Because there was no treatment for the disease, it had begun to travel internationally, from Asia to Canada and other parts of the world, including, in particular, Singapore, he said. Two additional modifications had been made since the global alert. The first alert had only advised international travellers to be aware of the disease and to report to a health worker in their own country if they developed symptoms. Since then, it had been determined that SARS travelled on international air transport, which raised some questions about whether or not it could be transmitted to people sitting very close to those people on planes.
As a result, he continued, two additional measures had been recommended. The first was a screening procedure at airports in affected areas, where the disease was known to be occurring in epidemic form, and the second was for travellers to Hong Kong to postpone their travel if that was not essential. There was a growing sense that apart from the close contact, an environmental factor might be contributing to transmitting the disease from one person to the next. Nine international passengers had left Hong Kong since the alert was sounded on 15 March. A similar alert had been issued for the Guangdong province in China.

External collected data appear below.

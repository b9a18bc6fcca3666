//! Network endpoint of the matrix device.

use std::fmt;

use serde::{Deserialize, Serialize};
use thiserror::Error;

/// UDP port the matrix listens on out of the box.
pub const DEFAULT_PORT: u16 = 20107;

/// Factory-default address of the device.
pub const DEFAULT_HOST: &str = "192.168.1.230";

/// Error type for endpoint construction.
#[derive(Debug, Error, Clone, PartialEq, Eq)]
pub enum EndpointError {
    /// Port 0 cannot be the destination of a UDP datagram.
    #[error("port 0 is not a valid device port")]
    ZeroPort,
    /// The host string was empty.
    #[error("device host must not be empty")]
    EmptyHost,
}

/// Host and UDP port identifying the matrix device.
///
/// Treated as immutable while a routing or connectivity operation is in
/// flight; callers reconfigure it only between operations.
#[derive(Debug, Clone, PartialEq, Eq, Serialize, Deserialize)]
pub struct Endpoint {
    /// Hostname or IP address of the device.
    pub host: String,
    /// UDP port, [`DEFAULT_PORT`] unless reconfigured.
    pub port: u16,
}

impl Endpoint {
    /// Creates an endpoint after validating host and port.
    ///
    /// # Errors
    ///
    /// Returns [`EndpointError`] for an empty host or port 0.
    pub fn new(host: impl Into<String>, port: u16) -> Result<Self, EndpointError> {
        let host = host.into();
        if host.is_empty() {
            return Err(EndpointError::EmptyHost);
        }
        if port == 0 {
            return Err(EndpointError::ZeroPort);
        }
        Ok(Self { host, port })
    }
}

impl Default for Endpoint {
    fn default() -> Self {
        Self {
            host: DEFAULT_HOST.to_string(),
            port: DEFAULT_PORT,
        }
    }
}

impl fmt::Display for Endpoint {
    fn fmt(&self, f: &mut fmt::Formatter<'_>) -> fmt::Result {
        write!(f, "{}:{}", self.host, self.port)
    }
}

// ── Tests ─────────────────────────────────────────────────────────────────────
//! Infrastructure layer for the matrix controller.
//!
//! Contains the OS-facing adapters: UDP sockets, the ping subprocess,
//! file-system storage, and the UI command bridge.
//!
//! **Dependency rule**: this layer may depend on `application` and
//! `matrix_core`, but MUST NOT be imported by the `application` or domain
//! layers.

pub mod network;
pub mod storage;
pub mod ui_bridge;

Responding to correspondents’ questions about whether the Chinese Government was not as forthcoming as it should be, Dr. Heymann said it was always useful to look forward rather than backward. In China, like in many other countries, health issues were monitored at a provincial or State level. It had only been in the last three weeks that China had established a national reporting system for SARS. That was an unusual move in China, where at present, only three diseases reported to the central Government constituted a global alert situation, namely, cholera, plague and yellow fever. By reporting on SARS, the Chinese Government had raised the issue to a very high political level, as well as health level, and the WHO was optimistic that a very clear picture would emerge in about four weeks.
Replying to a question about the possibility of developing a vaccine or treatment, in light of reports that the corona virus had been identified as the cause of SARS, Dr. Heymann said if it was going to be the private sector that developed the vaccine or drug, it would want to be sure that the disease was a permanent resident in humans, in order to recover its investment in research. If it were a public, or public-private sector-funded effort, the situation would be different. The history of treating viral infections showed that anti-viral drugs were very difficult to develop, and even then, they did not have an effect late in the disease, but only very early when the virus level was low.